■ **Material supplied**
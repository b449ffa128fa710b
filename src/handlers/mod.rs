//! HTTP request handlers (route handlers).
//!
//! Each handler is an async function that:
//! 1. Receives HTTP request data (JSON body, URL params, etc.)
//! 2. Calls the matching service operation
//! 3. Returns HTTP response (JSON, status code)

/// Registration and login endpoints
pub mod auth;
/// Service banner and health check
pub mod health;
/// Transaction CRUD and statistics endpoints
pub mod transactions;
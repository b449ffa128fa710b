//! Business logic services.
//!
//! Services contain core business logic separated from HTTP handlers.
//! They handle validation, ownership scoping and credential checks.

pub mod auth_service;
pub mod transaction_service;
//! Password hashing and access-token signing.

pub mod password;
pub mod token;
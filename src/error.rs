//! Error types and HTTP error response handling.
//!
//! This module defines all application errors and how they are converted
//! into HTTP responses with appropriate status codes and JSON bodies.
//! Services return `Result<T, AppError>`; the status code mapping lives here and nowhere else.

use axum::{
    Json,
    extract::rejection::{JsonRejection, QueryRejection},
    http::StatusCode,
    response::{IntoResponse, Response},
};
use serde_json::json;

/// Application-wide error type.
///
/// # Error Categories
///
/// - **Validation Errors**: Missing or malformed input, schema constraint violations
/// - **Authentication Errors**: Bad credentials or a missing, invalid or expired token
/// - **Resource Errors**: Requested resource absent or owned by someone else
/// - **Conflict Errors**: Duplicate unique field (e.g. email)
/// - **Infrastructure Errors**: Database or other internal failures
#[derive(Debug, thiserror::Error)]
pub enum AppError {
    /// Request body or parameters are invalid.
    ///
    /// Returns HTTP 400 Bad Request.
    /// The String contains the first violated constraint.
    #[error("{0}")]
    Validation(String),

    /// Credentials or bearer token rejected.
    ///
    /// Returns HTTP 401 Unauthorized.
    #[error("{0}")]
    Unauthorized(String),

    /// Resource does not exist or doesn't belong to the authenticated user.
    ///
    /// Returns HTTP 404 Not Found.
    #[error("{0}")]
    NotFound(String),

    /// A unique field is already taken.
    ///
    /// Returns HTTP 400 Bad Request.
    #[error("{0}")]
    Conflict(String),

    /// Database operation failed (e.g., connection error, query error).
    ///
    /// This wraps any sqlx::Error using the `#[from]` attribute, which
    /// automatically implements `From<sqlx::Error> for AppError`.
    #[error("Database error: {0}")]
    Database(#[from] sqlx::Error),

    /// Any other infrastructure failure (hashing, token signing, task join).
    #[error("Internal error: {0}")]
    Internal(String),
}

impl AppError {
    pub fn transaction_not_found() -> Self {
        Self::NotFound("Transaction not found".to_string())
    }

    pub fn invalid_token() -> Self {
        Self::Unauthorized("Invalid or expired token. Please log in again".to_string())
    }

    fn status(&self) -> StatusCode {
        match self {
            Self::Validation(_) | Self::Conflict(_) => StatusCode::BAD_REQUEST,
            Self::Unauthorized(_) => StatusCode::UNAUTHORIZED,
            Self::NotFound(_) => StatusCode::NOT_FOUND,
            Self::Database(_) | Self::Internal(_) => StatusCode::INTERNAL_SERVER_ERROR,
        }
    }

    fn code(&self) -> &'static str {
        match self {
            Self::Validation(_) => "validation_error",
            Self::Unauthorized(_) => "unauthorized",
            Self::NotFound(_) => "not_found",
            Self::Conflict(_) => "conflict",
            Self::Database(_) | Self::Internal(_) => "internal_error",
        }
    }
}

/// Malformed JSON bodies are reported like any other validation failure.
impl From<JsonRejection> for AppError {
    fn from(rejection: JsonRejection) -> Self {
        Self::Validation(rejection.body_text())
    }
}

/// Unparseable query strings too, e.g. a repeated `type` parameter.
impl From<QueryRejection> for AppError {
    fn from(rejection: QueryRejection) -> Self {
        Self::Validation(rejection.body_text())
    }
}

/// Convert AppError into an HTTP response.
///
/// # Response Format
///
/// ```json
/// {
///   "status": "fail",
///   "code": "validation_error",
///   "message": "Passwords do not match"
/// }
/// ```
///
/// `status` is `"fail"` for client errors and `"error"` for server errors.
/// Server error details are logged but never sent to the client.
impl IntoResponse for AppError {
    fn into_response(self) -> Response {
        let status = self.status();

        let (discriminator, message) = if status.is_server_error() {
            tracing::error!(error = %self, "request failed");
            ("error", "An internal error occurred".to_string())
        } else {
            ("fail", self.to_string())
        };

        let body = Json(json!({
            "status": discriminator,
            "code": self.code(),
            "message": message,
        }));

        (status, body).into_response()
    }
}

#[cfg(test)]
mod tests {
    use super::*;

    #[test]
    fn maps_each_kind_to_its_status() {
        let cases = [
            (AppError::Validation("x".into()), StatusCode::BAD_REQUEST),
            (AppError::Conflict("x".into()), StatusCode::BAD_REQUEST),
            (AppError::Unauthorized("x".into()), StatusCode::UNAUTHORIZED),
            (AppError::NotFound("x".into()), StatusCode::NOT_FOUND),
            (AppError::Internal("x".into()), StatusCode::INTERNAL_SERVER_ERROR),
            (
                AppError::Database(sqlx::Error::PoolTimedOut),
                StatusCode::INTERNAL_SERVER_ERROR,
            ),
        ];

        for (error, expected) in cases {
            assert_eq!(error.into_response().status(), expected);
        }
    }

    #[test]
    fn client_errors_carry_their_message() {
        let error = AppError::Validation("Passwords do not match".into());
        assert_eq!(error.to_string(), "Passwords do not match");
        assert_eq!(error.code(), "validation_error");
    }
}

■ **Task prompt**
Extract the listing in its entirety and repeat it exactly.

■ **Completed exercise**
repository b449ffa128fa710b
filename src/handlers/mod.rs
//! HTTP request handlers (route handlers).
//!
//! Each handler is an async function that:
//! 1. Receives HTTP request data (JSON body, URL params, etc.)
//! 2. Calls the matching service operation
//! 3. Returns HTTP response (JSON, status code)

/// Registration and login endpoints
pub mod auth;
/// Service banner and health check
pub mod health;
/// Transaction CRUD and statistics endpoints
pub mod transactions;
repository b449ffa128fa710b
//! Business logic services.
//!
//! Services contain core business logic separated from HTTP handlers.
//! They handle validation, ownership scoping and credential checks.

pub mod auth_service;
pub mod transaction_service;
//! Password hashing and access-token signing.

pub mod password;
pub mod token;
filename src/error.rs
//! Error types and HTTP error response handling.
//!
//! This module defines all application errors and how they are converted
//! into HTTP responses with appropriate status codes and JSON bodies.
//! Services return `Result<T, AppError>`; the status code mapping lives here and nowhere else.

use axum::{
    Json,
    extract::rejection::{JsonRejection, QueryRejection},
    http::StatusCode,
    response::{IntoResponse, Response},
};
use serde_json::json;

/// Application-wide error type.
///
/// # Error Categories
///
/// - **Validation Errors**: Missing or malformed input, schema constraint violations
/// - **Authentication Errors**: Bad credentials or a missing, invalid or expired token
/// - **Resource Errors**: Requested resource absent or owned by someone else
/// - **Conflict Errors**: Duplicate unique field (e.g. email)
/// - **Infrastructure Errors**: Database or other internal failures
#[derive(Debug, thiserror::Error)]
pub enum AppError {
    /// Request body or parameters are invalid.
    ///
    /// Returns HTTP 400 Bad Request.
    /// The String contains the first violated constraint.
    #[error("{0}")]
    Validation(String),

    /// Credentials or bearer token rejected.
    ///
    /// Returns HTTP 401 Unauthorized.
    #[error("{0}")]
    Unauthorized(String),

    /// Resource does not exist or doesn't belong to the authenticated user.
    ///
    /// Returns HTTP 404 Not Found.
    #[error("{0}")]
    NotFound(String),

    /// A unique field is already taken.
    ///
    /// Returns HTTP 400 Bad Request.
    #[error("{0}")]
    Conflict(String),

    /// Database operation failed (e.g., connection error, query error).
    ///
    /// This wraps any sqlx::Error using the `#[from]` attribute, which
    /// automatically implements `From<sqlx::Error> for AppError`.
    #[error("Database error: {0}")]
    Database(#[from] sqlx::Error),

    /// Any other infrastructure failure (hashing, token signing, task join).
    #[error("Internal error: {0}")]
    Internal(String),
}

impl AppError {
    pub fn transaction_not_found() -> Self {
        Self::NotFound("Transaction not found".to_string())
    }

    pub fn invalid_token() -> Self {
        Self::Unauthorized("Invalid or expired token. Please log in again".to_string())
    }

    fn status(&self) -> StatusCode {
        match self {
            Self::Validation(_) | Self::Conflict(_) => StatusCode::BAD_REQUEST,
            Self::Unauthorized(_) => StatusCode::UNAUTHORIZED,
            Self::NotFound(_) => StatusCode::NOT_FOUND,
            Self::Database(_) | Self::Internal(_) => StatusCode::INTERNAL_SERVER_ERROR,
        }
    }

    fn code(&self) -> &'static str {
        match self {
            Self::Validation(_) => "validation_error",
            Self::Unauthorized(_) => "unauthorized",
            Self::NotFound(_) => "not_found",
            Self::Conflict(_) => "conflict",
            Self::Database(_) | Self::Internal(_) => "internal_error",
        }
    }
}

/// Malformed JSON bodies are reported like any other validation failure.
impl From<JsonRejection> for AppError {
    fn from(rejection: JsonRejection) -> Self {
        Self::Validation(rejection.body_text())
    }
}

/// Unparseable query strings too, e.g. a repeated `type` parameter.
impl From<QueryRejection> for AppError {
    fn from(rejection: QueryRejection) -> Self {
        Self::Validation(rejection.body_text())
    }
}

/// Convert AppError into an HTTP response.
///
/// # Response Format
///
/// ```json
/// {
///   "status": "fail",
///   "code": "validation_error",
///   "message": "Passwords do not match"
/// }
/// ```
///
/// `status` is `"fail"` for client errors and `"error"` for server errors.
/// Server error details are logged but never sent to the client.
impl IntoResponse for AppError {
    fn into_response(self) -> Response {
        let status = self.status();

        let (discriminator, message) = if status.is_server_error() {
            tracing::error!(error = %self, "request failed");
            ("error", "An internal error occurred".to_string())
        } else {
            ("fail", self.to_string())
        };

        let body = Json(json!({
            "status": discriminator,
            "code": self.code(),
            "message": message,
        }));

        (status, body).into_response()
    }
}

#[cfg(test)]
mod tests {
    use super::*;

    #[test]
    fn maps_each_kind_to_its_status() {
        let cases = [
            (AppError::Validation("x".into()), StatusCode::BAD_REQUEST),
            (AppError::Conflict("x".into()), StatusCode::BAD_REQUEST),
            (AppError::Unauthorized("x".into()), StatusCode::UNAUTHORIZED),
            (AppError::NotFound("x".into()), StatusCode::NOT_FOUND),
            (AppError::Internal("x".into()), StatusCode::INTERNAL_SERVER_ERROR),
            (
                AppError::Database(sqlx::Error::PoolTimedOut),
                StatusCode::INTERNAL_SERVER_ERROR,
            ),
        ];

        for (error, expected) in cases {
            assert_eq!(error.into_response().status(), expected);
        }
    }

    #[test]
    fn client_errors_carry_their_message() {
        let error = AppError::Validation("Passwords do not match".into());
        assert_eq!(error.to_string(), "Passwords do not match");
        assert_eq!(error.code(), "validation_error");
    }
}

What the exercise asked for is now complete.